» **How to complete this task**
Could you count the lines in the entries beneath that hold the word "crate"? Respond with the number alone.

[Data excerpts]

◇ ◇ ◇

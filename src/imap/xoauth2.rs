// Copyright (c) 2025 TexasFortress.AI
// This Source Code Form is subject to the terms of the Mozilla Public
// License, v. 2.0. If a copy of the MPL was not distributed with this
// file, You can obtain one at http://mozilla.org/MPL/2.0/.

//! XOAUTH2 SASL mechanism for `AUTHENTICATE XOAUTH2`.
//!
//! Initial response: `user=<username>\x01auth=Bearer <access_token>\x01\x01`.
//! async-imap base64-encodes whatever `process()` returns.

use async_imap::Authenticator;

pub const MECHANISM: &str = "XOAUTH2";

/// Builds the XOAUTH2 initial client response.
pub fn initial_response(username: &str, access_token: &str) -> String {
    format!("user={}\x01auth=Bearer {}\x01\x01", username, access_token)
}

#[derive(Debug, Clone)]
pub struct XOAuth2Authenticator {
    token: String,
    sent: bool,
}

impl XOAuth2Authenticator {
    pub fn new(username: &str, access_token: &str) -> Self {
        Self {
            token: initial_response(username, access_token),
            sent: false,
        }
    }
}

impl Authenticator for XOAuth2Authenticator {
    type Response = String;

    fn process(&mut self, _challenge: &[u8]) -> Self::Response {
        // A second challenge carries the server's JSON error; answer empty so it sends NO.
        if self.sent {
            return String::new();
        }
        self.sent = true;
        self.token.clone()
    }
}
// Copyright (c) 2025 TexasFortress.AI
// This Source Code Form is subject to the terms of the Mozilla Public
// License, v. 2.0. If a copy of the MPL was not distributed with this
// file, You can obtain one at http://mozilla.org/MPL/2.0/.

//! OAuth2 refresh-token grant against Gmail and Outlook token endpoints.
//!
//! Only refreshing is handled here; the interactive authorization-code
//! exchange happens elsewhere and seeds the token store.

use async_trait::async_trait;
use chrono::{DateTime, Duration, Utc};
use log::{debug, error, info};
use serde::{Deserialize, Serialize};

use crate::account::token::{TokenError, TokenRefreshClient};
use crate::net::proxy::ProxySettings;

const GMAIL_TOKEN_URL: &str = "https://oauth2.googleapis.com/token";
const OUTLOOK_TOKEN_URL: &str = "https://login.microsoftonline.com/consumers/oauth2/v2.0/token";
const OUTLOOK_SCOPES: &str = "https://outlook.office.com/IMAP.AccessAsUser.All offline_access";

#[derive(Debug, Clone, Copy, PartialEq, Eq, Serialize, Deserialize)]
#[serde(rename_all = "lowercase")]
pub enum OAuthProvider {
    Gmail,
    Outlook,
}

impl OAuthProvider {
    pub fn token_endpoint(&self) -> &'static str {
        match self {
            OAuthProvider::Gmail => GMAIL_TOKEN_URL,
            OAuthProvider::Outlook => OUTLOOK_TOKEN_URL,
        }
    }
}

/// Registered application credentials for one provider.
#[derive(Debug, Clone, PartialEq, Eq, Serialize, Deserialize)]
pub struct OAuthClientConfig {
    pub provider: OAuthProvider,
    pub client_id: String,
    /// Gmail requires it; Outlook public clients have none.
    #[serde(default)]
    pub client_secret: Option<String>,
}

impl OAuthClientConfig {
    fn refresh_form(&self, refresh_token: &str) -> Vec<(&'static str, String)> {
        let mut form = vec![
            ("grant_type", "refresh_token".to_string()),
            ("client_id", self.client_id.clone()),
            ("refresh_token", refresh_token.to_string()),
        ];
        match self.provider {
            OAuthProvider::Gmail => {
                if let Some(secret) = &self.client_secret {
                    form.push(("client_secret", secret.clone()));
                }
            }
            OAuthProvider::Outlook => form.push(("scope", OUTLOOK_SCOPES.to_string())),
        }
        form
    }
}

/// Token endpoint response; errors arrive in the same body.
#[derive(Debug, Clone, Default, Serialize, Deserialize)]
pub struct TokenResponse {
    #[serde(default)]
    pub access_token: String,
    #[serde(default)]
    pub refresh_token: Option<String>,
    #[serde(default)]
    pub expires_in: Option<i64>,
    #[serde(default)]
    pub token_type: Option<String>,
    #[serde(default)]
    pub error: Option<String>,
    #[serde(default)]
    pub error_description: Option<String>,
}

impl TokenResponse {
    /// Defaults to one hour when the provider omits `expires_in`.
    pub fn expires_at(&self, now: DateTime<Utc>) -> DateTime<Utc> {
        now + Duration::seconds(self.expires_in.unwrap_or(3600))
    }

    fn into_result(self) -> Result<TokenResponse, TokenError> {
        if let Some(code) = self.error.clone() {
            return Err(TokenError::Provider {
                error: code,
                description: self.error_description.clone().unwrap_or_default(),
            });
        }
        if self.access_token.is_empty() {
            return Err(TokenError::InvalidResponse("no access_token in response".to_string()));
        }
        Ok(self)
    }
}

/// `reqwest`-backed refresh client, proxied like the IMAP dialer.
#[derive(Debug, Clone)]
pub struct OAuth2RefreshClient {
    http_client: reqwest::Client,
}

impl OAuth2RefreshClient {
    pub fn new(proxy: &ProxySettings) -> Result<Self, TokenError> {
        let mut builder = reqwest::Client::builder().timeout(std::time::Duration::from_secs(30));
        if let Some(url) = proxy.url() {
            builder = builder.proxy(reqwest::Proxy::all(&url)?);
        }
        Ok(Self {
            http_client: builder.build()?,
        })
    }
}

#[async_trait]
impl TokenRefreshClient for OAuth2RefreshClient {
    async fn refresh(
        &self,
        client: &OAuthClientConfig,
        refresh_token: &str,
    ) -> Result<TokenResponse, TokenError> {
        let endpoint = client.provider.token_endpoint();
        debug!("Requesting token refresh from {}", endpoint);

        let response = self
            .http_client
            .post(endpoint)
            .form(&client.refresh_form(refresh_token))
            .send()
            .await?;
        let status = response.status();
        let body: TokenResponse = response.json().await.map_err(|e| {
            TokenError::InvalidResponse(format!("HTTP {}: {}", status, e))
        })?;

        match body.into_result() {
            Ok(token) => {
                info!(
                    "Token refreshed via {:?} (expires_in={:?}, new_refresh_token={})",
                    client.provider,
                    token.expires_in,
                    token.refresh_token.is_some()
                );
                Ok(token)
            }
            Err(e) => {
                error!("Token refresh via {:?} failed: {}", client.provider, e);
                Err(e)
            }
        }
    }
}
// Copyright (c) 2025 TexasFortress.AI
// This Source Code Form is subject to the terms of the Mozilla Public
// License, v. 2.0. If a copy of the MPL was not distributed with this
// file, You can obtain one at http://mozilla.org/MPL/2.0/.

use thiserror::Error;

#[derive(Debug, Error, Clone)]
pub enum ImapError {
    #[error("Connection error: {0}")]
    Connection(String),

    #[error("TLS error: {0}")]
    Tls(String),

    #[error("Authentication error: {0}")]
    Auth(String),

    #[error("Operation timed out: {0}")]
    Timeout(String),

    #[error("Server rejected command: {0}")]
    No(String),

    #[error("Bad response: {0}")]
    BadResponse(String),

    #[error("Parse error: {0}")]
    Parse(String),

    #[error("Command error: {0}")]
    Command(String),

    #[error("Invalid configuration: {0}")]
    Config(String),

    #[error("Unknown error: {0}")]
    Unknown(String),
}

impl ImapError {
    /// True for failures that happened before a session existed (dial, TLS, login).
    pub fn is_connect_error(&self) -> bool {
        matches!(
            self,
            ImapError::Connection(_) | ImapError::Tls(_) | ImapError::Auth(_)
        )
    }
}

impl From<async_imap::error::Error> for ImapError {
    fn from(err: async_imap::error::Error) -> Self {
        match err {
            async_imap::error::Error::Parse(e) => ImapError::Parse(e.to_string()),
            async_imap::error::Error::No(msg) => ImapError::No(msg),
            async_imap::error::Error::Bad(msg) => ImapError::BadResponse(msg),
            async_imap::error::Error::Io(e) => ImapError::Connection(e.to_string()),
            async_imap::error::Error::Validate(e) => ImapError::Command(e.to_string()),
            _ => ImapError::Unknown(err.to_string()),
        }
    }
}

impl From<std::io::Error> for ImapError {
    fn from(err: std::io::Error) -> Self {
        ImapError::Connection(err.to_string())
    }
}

◇ ◇ ◇

» **Response for this exercise**
2